### Work to complete
Where the word "ValidationError" shows up in the entries below, please copy the whole line.

===== Information provided =====

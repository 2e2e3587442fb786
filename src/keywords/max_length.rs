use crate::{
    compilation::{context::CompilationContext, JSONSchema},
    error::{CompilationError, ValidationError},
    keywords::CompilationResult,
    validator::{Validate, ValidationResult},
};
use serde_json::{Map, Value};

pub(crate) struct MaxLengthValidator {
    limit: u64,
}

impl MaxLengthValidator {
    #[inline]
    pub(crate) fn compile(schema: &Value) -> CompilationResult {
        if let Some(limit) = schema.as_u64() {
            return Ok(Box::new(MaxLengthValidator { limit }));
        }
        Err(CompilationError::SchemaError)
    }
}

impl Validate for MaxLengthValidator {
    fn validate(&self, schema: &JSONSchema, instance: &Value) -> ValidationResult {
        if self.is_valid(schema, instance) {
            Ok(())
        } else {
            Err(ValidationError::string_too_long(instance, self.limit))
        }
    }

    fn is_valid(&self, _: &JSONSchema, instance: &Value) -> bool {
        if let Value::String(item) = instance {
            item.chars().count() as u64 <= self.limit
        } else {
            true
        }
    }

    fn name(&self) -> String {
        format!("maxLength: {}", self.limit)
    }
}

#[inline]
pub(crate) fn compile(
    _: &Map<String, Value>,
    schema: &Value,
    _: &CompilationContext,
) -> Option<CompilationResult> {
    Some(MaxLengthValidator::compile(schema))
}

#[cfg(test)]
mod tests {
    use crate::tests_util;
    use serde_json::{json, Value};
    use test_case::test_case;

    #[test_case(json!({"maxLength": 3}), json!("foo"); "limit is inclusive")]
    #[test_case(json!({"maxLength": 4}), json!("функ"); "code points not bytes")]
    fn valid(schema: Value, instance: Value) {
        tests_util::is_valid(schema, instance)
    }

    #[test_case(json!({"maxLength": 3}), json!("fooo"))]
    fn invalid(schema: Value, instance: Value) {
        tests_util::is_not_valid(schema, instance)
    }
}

=====
===== Information provided =====

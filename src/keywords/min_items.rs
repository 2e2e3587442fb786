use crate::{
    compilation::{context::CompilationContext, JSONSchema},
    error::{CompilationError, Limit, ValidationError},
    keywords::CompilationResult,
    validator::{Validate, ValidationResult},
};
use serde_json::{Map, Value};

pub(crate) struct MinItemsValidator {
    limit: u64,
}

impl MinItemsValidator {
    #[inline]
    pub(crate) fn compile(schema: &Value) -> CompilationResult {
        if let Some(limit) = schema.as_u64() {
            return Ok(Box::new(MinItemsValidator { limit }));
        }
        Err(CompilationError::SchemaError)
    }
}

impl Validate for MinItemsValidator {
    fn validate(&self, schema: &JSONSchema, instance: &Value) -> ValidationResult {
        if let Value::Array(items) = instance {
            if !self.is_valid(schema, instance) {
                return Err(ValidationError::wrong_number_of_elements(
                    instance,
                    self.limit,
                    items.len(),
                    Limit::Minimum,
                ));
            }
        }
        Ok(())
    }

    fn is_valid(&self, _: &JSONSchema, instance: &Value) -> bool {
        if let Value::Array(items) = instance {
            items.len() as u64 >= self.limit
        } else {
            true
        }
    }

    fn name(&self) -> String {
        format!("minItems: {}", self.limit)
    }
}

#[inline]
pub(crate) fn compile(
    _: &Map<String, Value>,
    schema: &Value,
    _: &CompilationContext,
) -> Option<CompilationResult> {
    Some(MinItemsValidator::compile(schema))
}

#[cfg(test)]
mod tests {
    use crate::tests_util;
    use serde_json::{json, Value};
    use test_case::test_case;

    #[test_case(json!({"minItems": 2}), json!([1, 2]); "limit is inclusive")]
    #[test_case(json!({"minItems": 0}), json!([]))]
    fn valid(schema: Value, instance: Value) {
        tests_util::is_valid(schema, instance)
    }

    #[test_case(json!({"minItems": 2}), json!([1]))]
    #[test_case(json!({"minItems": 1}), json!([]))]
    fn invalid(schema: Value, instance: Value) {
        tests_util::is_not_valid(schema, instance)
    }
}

=====

### Response to the task
    error::{CompilationError, ValidationError},
            Err(ValidationError::string_too_long(instance, self.limit))
    error::{CompilationError, Limit, ValidationError},
                return Err(ValidationError::wrong_number_of_elements(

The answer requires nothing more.